Figure 1 with 3 supplements
hINO80 positions nucleosomes 50 base pairs from DNA ends.

(A) Nucleosomes positioned either at the end (left panel) or centre (right panel) of DNA fragments were incubated with hINO80. As reported previously (Udugama et al., 2011) overhangs of 100 bp or less resulted in centrally positioned nucleosomes, while those positioned at the centre remained centrally located. (This property, as well as others (nucleosome binding affinity, sliding activity and ATPase), are also observed for recombinant human INO80 complex containing a full length Ino80 subunit and additional (non-conserved) subunits [Figure 1—figure supplement 1]). Increasing the overhang from 100 to 120 bp produced two bands corresponding to a centrally positioned nucleosome and 10 bp from the centre. Increasing to a 140 bp overhang gave three bands – centred, 10 bp from centre and 20 bp from centre (marked with arrows). Incubation of the appropriate centrally positioned nucleosomes gave similar products. (B) (left) FRET-based sliding assay for nucleosomes with different flanking DNA lengths, (right) initial rates of sliding for nucleosomes with different flanking DNA lengths. Comparison with gel-based assay is presented in Figure 1—figure supplement 2.

https://doi.org/10.7554/eLife.25782.002
Figure 1—figure supplement 1
Characterisation of full length recombinant human INO80 complex.

(A) Coomassie-stained SDS gel of full length recombinant human INO80 complex. Subunit identities were confirmed by Western blotting. All subunits identified by Chen et al. (2011) are purified with the complex with the exception of MCRS1. Yields and quality of the complex are not as good as for hINO80 core complex (Figure 1—figure supplement 2) so the main experiments in this study were characterised with the hINO80 core complex which has similar properties to the full complex (Willhoft et al., 2016 and panels (B) - (E) below.). (B) Full human INO80 complex centres mono nucleosomes on short DNA fragments. (C) Full and core human INO80 complexes have similar binding affinity for nucleosomes.

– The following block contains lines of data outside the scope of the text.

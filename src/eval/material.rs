//! Inverse-distance evaluation, the cheap baseline.

use super::Heuristic;
use crate::board::{Coordinate, Piece, State};

const POSITION_WEIGHT: f64 = 0.8;
const PIECE_WEIGHT: f64 = 0.2;

/// Scores each marble by how near the centre it sits (inverse distance)
/// and blends in the raw piece-count difference.
pub struct MaterialHeuristic;

impl Heuristic for MaterialHeuristic {
    fn evaluate(&self, state: &State) -> f64 {
        let mut black_position = 0.0;
        let mut white_position = 0.0;
        let mut black_pieces = 0i32;
        let mut white_pieces = 0i32;

        for c in Coordinate::all() {
            let weight = 1.0 / (1.0 + c.distance(Coordinate::CENTRE) as f64);
            match state.board.piece(c) {
                Piece::Black => {
                    black_position += weight;
                    black_pieces += 1;
                }
                Piece::White => {
                    white_position += weight;
                    white_pieces += 1;
                }
                _ => {}
            }
        }

        POSITION_WEIGHT * (black_position - white_position)
            + PIECE_WEIGHT * (black_pieces - white_pieces) as f64
    }
}

#[cfg(test)]
mod tests {
    use super::*;
    use crate::board::{Board, Letter, Number, PlayerState, Side};

    #[test]
    fn centre_marble_outweighs_rim_marble() {
        let mut board = Board::empty();
        board.set(Coordinate::CENTRE, Piece::Black);
        board.set(Coordinate::new(Letter::I, Number::Nine).unwrap(), Piece::White);
        let state = State::new(board, [PlayerState::new(0, 0); 2], 40, Side::Black);
        assert!(MaterialHeuristic.evaluate(&state) > 0.0);
    }

    #[test]
    fn extra_marble_outweighs_slight_position_deficit() {
        let mut board = Board::empty();
        board.set(Coordinate::new(Letter::D, Number::Four).unwrap(), Piece::Black);
        board.set(Coordinate::new(Letter::C, Number::Three).unwrap(), Piece::Black);
        board.set(Coordinate::CENTRE, Piece::White);
        let state = State::new(board, [PlayerState::new(0, 0); 2], 40, Side::Black);
        // Two off-centre black marbles against one central white one.
        assert!(MaterialHeuristic.evaluate(&state) > 0.0);
    }
}
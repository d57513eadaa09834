//! Board occupancy and the fixed starting layouts.

use super::coord::{Coordinate, Letter, Number, CELL_COUNT};
use super::piece::{Piece, Side};

/// Marbles each side starts with in every layout.
pub const MARBLES_PER_SIDE: usize = 14;

/// One of the three reference starting layouts.
#[derive(Debug, Clone, Copy, PartialEq, Eq)]
pub enum Layout {
    Standard,
    BelgianDaisy,
    GermanDaisy,
}

impl Layout {
    /// Parses a layout from its configuration name.
    pub fn from_name(name: &str) -> Option<Layout> {
        match name {
            "standard" => Some(Layout::Standard),
            "belgian" | "belgian-daisy" => Some(Layout::BelgianDaisy),
            "german" | "german-daisy" => Some(Layout::GermanDaisy),
            _ => None,
        }
    }
}

/// Total occupancy of the board.
///
/// A packed fixed-size array over the 61 cells plus one sentinel slot that
/// is always `OffBoard`, so reading through an off-board coordinate needs
/// no special casing and equality/hashing are flat byte comparisons. This
/// doubles as the transposition-key payload.
#[derive(Debug, Clone, Copy, PartialEq, Eq, Hash)]
pub struct Board {
    cells: [Piece; CELL_COUNT + 1],
}

impl Board {
    /// A board with every cell empty.
    pub fn empty() -> Board {
        let mut cells = [Piece::Empty; CELL_COUNT + 1];
        cells[CELL_COUNT] = Piece::OffBoard;
        Board { cells }
    }

    /// Builds one of the reference starting layouts, 14 marbles per side,
    /// Black on the I-side of the board.
    pub fn starting(layout: Layout) -> Board {
        match layout {
            Layout::Standard => Board::standard(),
            Layout::BelgianDaisy => {
                Board::daisies([CENTRE_H5, CENTRE_B5], [CENTRE_H8, CENTRE_B2])
            }
            Layout::GermanDaisy => {
                Board::daisies([CENTRE_G4, CENTRE_C6], [CENTRE_G8, CENTRE_C2])
            }
        }
    }

    /// Standard layout: Black fills rows I and H plus G5-G7, White mirrors
    /// with rows A and B plus C3-C5.
    fn standard() -> Board {
        let mut board = Board::empty();
        for c in Coordinate::all() {
            let piece = match c.letter() {
                Letter::I | Letter::H => Piece::Black,
                Letter::G if c.number() >= Number::Five && c.number() <= Number::Seven => {
                    Piece::Black
                }
                Letter::A | Letter::B => Piece::White,
                Letter::C if c.number() >= Number::Three && c.number() <= Number::Five => {
                    Piece::White
                }
                _ => Piece::Empty,
            };
            board.set(c, piece);
        }
        board
    }

    /// Places a 7-marble daisy (centre plus all six neighbours) per centre.
    fn daisies(black: [Coordinate; 2], white: [Coordinate; 2]) -> Board {
        let mut board = Board::empty();
        for centre in black {
            board.place_daisy(centre, Piece::Black);
        }
        for centre in white {
            board.place_daisy(centre, Piece::White);
        }
        board
    }

    fn place_daisy(&mut self, centre: Coordinate, piece: Piece) {
        self.set(centre, piece);
        for (neighbor, _) in centre.neighbors() {
            self.set(neighbor, piece);
        }
    }

    /// The occupant of a cell; the off-board sentinel reads as `OffBoard`.
    pub fn piece(&self, c: Coordinate) -> Piece {
        self.cells[c.index()]
    }

    /// Overwrites a playable cell.
    pub fn set(&mut self, c: Coordinate, piece: Piece) {
        debug_assert!(!c.is_off_board(), "cannot write to the off-board sentinel");
        self.cells[c.index()] = piece;
    }

    /// Iterates the coordinates holding one side's marbles.
    pub fn marbles(&self, side: Side) -> impl Iterator<Item = Coordinate> + '_ {
        let piece = side.piece();
        Coordinate::all().filter(move |c| self.cells[c.index()] == piece)
    }

    /// Number of marbles one side has on the board.
    pub fn count(&self, side: Side) -> usize {
        self.marbles(side).count()
    }
}

// Daisy centres for the two flower layouts. Construction is checked at
// compile time: an off-hexagon centre fails const evaluation.
const CENTRE_B2: Coordinate = daisy_centre(Letter::B, Number::Two);
const CENTRE_B5: Coordinate = daisy_centre(Letter::B, Number::Five);
const CENTRE_C2: Coordinate = daisy_centre(Letter::C, Number::Two);
const CENTRE_C6: Coordinate = daisy_centre(Letter::C, Number::Six);
const CENTRE_G4: Coordinate = daisy_centre(Letter::G, Number::Four);
const CENTRE_G8: Coordinate = daisy_centre(Letter::G, Number::Eight);
const CENTRE_H5: Coordinate = daisy_centre(Letter::H, Number::Five);
const CENTRE_H8: Coordinate = daisy_centre(Letter::H, Number::Eight);

const fn daisy_centre(letter: Letter, number: Number) -> Coordinate {
    match Coordinate::new(letter, number) {
        Some(c) => c,
        None => panic!("daisy centre is off the board"),
    }
}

Data shown are MST experiments with 0N100 nucleosomes. For these data (and in panels D and E), the dotted line is the fit with h = 1 for the full complex. (D) Full and core human INO80 complexes also show similar cooperativity in sliding 0N100 nucleosomes although the full complex shows a lower activity. (E) Full and core human INO80 complexes also show similar cooperativity and activity in 0N100 nucleosome stimulated ATPase.

https://doi.org/10.7554/eLife.25782.003
Figure 1—figure supplement 2
Characterisation of hINO80 complex.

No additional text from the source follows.